Avirett-Mackenzie, M. S.; Villforth, C.; Huertas-Company, M.; Wuyts, S.; Alexander, D. M.; Bonoli, S.; Lapi, A.; Lopez, I. E.; Ramos Almeida, C.; Shankar, F.
Bibliographical reference

Monthly Notices of the Royal Astronomical Society

Advertised on:
3
2024
Number of authors
10
IAC number of authors
2
Citations
0
Refereed citations
0
Description
Supermassive black holes require a reservoir of cold gas at the centre of their host galaxy in order to accrete and shine as active galactic nuclei (AGN). Major mergers have the ability to drive gas rapidly inwards, but observations trying to link mergers with AGN have found mixed results due to the difficulty of consistently identifying galaxy mergers in surveys. This study applies deep learning to this problem, using convolutional neural networks trained to identify simulated post-merger galaxies from survey-realistic imaging. This provides a fast and repeatable alternative to human visual inspection. Using this tool, we examine a sample of ~8500 Seyfert 2 galaxies ($L[\mathrm{O\, {\small III}}] \sim 10^{38.5 - 42}$ erg s-1) at z < 0.3 in the Sloan Digital Sky Survey and find a merger fraction of $2.19_{-0.17}^{+0.21}$ per cent compared with inactive control galaxies, in which we find a merger fraction of $2.96_{-0.20}^{+0.26}$ per cent, indicating an overall lack of mergers among AGN hosts compared with controls.

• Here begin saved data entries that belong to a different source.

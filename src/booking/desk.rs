//! Front desk booking workflow
//!
//! The front desk owns the hotel layout and the set of occupied rooms, takes
//! an availability snapshot for each request, runs the allocator over it, and
//! commits the selected rooms as a confirmed booking.

use std::collections::HashSet;

use chrono::{DateTime, Utc};
use serde::{Deserialize, Serialize};
use tracing::{debug, info, instrument};

use crate::allocation::{travel_cost, RoomAllocator};
use crate::booking::error::BookingResult;
use crate::hotel::{available_rooms, HotelLayout, OccupancyGenerator, Room, FLOOR_COUNT};
use crate::types::{BookingId, RoomId};

/// A confirmed booking
#[derive(Debug, Clone, Serialize, Deserialize)]
pub struct BookingRecord {
    /// Unique identifier of the booking
    pub id: BookingId,
    /// When the booking was confirmed
    pub booked_at: DateTime<Utc>,
    /// The rooms assigned to the party, in selection order
    pub rooms: Vec<Room>,
    /// Walking time in minutes between the two farthest rooms of the booking
    pub travel_minutes: u32,
}

impl BookingRecord {
    /// Display numbers of the booked rooms
    pub fn room_numbers(&self) -> Vec<RoomId> {
        self.rooms.iter().map(|room| room.id()).collect()
    }

    /// Serialize the record as a single JSON line
    pub fn to_json(&self) -> BookingResult<String> {
        Ok(serde_json::to_string(self)?)
    }
}

/// The front desk: a hotel layout plus the set of currently occupied rooms
#[derive(Debug, Clone)]
pub struct FrontDesk {
    layout: HotelLayout,
    occupied: HashSet<RoomId>,
    allocator: RoomAllocator,
}

impl FrontDesk {
    /// Create a front desk over a validated layout
    pub fn new(layout: HotelLayout) -> BookingResult<Self> {
        layout
            .validate()
            .map_err(|e| format!("Hotel layout failed validation: {}", e))?;

        Ok(Self {
            layout,
            occupied: HashSet::new(),
            allocator: RoomAllocator::new(),
        })
    }

    /// The hotel layout served by this desk
    pub fn layout(&self) -> &HotelLayout {
        &self.layout
    }

    /// Ids of the rooms currently occupied
    pub fn occupied(&self) -> &HashSet<RoomId> {
        &self.occupied
    }

    /// Rooms currently free, in layout order
    pub fn available_rooms(&self) -> Vec<Room> {
        available_rooms(&self.layout, &self.occupied)
    }

    /// Number of free rooms on each floor, floor 1 first
    pub fn availability_by_floor(&self) -> Vec<(u8, usize)> {
        (1..=FLOOR_COUNT)
            .map(|floor| {
                let free = self
                    .layout
                    .rooms_on_floor(floor)
                    .iter()
                    .filter(|room| !self.occupied.contains(&room.id()))
                    .count();
                (floor, free)
            })
            .collect()
    }

    /// Book rooms for a party of `party_size`.
    ///
    /// Takes a fresh availability snapshot, runs the allocator over it, and
    /// on success marks the selected rooms occupied. A failed allocation
    /// leaves the occupied set untouched.
    #[instrument(skip(self), fields(occupied = self.occupied.len()))]
    pub fn book(&mut self, party_size: usize) -> BookingResult<BookingRecord> {
        let available = self.available_rooms();
        debug!(
            "Booking request for {} room(s) with {} available",
            party_size,
            available.len()
        );

        let rooms = self.allocator.allocate(&available, party_size)?;
        for room in &rooms {
            self.occupied.insert(room.id());
        }

        let record = BookingRecord {
            id: BookingId::new(),
            booked_at: Utc::now(),
            travel_minutes: travel_cost(&rooms),
            rooms,
        };

        info!(
            "Booked {} room(s) under {} with travel time {} min",
            record.rooms.len(),
            record.id,
            record.travel_minutes
        );
        Ok(record)
    }

    /// Replace the occupied set with a fresh random draw
    #[instrument(skip(self, generator))]
    pub fn randomize_occupancy(&mut self, generator: &mut OccupancyGenerator, probability: f64) {
        self.occupied = generator.draw(&self.layout, probability);
        info!(
            "Randomized occupancy: {} of {} rooms occupied",
            self.occupied.len(),
            self.layout.room_count()
        );
    }

    /// Replace the occupied set wholesale.
    ///
    /// Ids that do not name a layout room never match availability, so stray
    /// entries have no effect.
    pub fn set_occupancy(&mut self, occupied: HashSet<RoomId>) {
        debug!("Occupancy set to {} room(s)", occupied.len());
        self.occupied = occupied;
    }

    /// Clear all occupancy, returning the hotel to fully vacant
    pub fn reset(&mut self) {
        self.occupied.clear();
        info!(
            "Occupancy reset, all {} rooms available",
            self.layout.room_count()
        );
    }
}

#[cfg(test)]
mod tests {
    use super::*;
    use crate::booking::error::BookingError;

    #[test]
    fn test_new_front_desk_is_fully_available() {
        let desk = FrontDesk::new(HotelLayout::new()).unwrap();
        assert!(desk.occupied().is_empty());
        assert_eq!(desk.available_rooms().len(), 97);
    }

    #[test]
    fn test_book_assigns_adjacent_rooms() {
        let mut desk = FrontDesk::new(HotelLayout::new()).unwrap();
        let record = desk.book(3).unwrap();

        let numbers: Vec<u16> = record.room_numbers().iter().map(|id| id.number()).collect();
        assert_eq!(numbers, vec![101, 102, 103]);
        assert_eq!(record.travel_minutes, 2);
        assert_eq!(desk.available_rooms().len(), 94);
    }

    #[test]
    fn test_book_marks_rooms_occupied() {
        let mut desk = FrontDesk::new(HotelLayout::new()).unwrap();
        let first = desk.book(2).unwrap();
        let second = desk.book(2).unwrap();

        for id in first.room_numbers() {
            assert!(desk.occupied().contains(&id));
            assert!(!second.room_numbers().contains(&id));
        }
    }

    #[test]
    fn test_book_insufficient_availability() {
        let layout = HotelLayout::new();
        let occupied: HashSet<RoomId> = layout
            .rooms()
            .iter()
            .map(|room| room.id())
            .filter(|id| id.number() != 101 && id.number() != 110)
            .collect();

        let mut desk = FrontDesk::new(layout).unwrap();
        desk.set_occupancy(occupied.clone());

        match desk.book(3) {
            Err(BookingError::Allocation(_)) => {}
            other => panic!("Expected an allocation failure, got {:?}", other),
        }
        // The failed request did not touch occupancy
        assert_eq!(desk.occupied().len(), occupied.len());
    }

    #[test]
    fn test_full_sweep_never_double_books() {
        let mut desk = FrontDesk::new(HotelLayout::new()).unwrap();
        let mut seen = HashSet::new();

        for _ in 0..19 {
            let record = desk.book(5).unwrap();
            for id in record.room_numbers() {
                assert!(seen.insert(id), "room {} booked twice", id);
            }
        }
        let record = desk.book(2).unwrap();
        for id in record.room_numbers() {
            assert!(seen.insert(id), "room {} booked twice", id);
        }

        assert_eq!(seen.len(), 97);
        assert!(desk.available_rooms().is_empty());
        assert!(desk.book(1).is_err());
    }

    #[test]
    fn test_reset_restores_full_availability() {
        let mut desk = FrontDesk::new(HotelLayout::new()).unwrap();
        desk.book(4).unwrap();
        assert_eq!(desk.available_rooms().len(), 93);

        desk.reset();
        assert_eq!(desk.available_rooms().len(), 97);
    }

    #[test]
    fn test_randomize_occupancy_replaces_previous_draw() {
        let mut desk = FrontDesk::new(HotelLayout::new()).unwrap();
        let mut generator = OccupancyGenerator::with_seed(7);

        desk.randomize_occupancy(&mut generator, 1.0);
        assert_eq!(desk.occupied().len(), 97);

        desk.randomize_occupancy(&mut generator, 0.0);
        assert!(desk.occupied().is_empty());
    }

    #[test]
    fn test_availability_by_floor() {
        let mut desk = FrontDesk::new(HotelLayout::new()).unwrap();

        let counts = desk.availability_by_floor();
        assert_eq!(counts.len(), 10);
        assert_eq!(counts[0], (1, 10));
        assert_eq!(counts[9], (10, 7));

        let occupied = [RoomId::new(201), RoomId::new(202)].into_iter().collect();
        desk.set_occupancy(occupied);
        assert_eq!(desk.availability_by_floor()[1], (2, 8));
    }

    #[test]
    fn test_booking_record_json_line() {
        let mut desk = FrontDesk::new(HotelLayout::new()).unwrap();
        let record = desk.book(1).unwrap();

        let json = record.to_json().unwrap();
        assert!(json.contains("BKG_"));
        assert!(json.contains("\"travel_minutes\":0"));

        let parsed: BookingRecord = serde_json::from_str(&json).unwrap();
        assert_eq!(parsed.id, record.id);
        assert_eq!(parsed.rooms, record.rooms);
        assert_eq!(parsed.travel_minutes, 0);
    }
}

However, matching the controls to the AGN hosts in stellar mass and star formation rate reveals that AGN hosts in the star-forming blue cloud exhibit a ~2 × merger enhancement over controls, while those in the quiescent red sequence have significantly lower relative merger fractions, leading to the observed overall deficit due to the differing M*-SFR distributions. We conclude that while mergers are not the dominant trigger of all low-luminosity, obscured AGN activity in the nearby Universe, they are more important to AGN fuelling in galaxies with higher cold gas mass fractions as traced through star formation.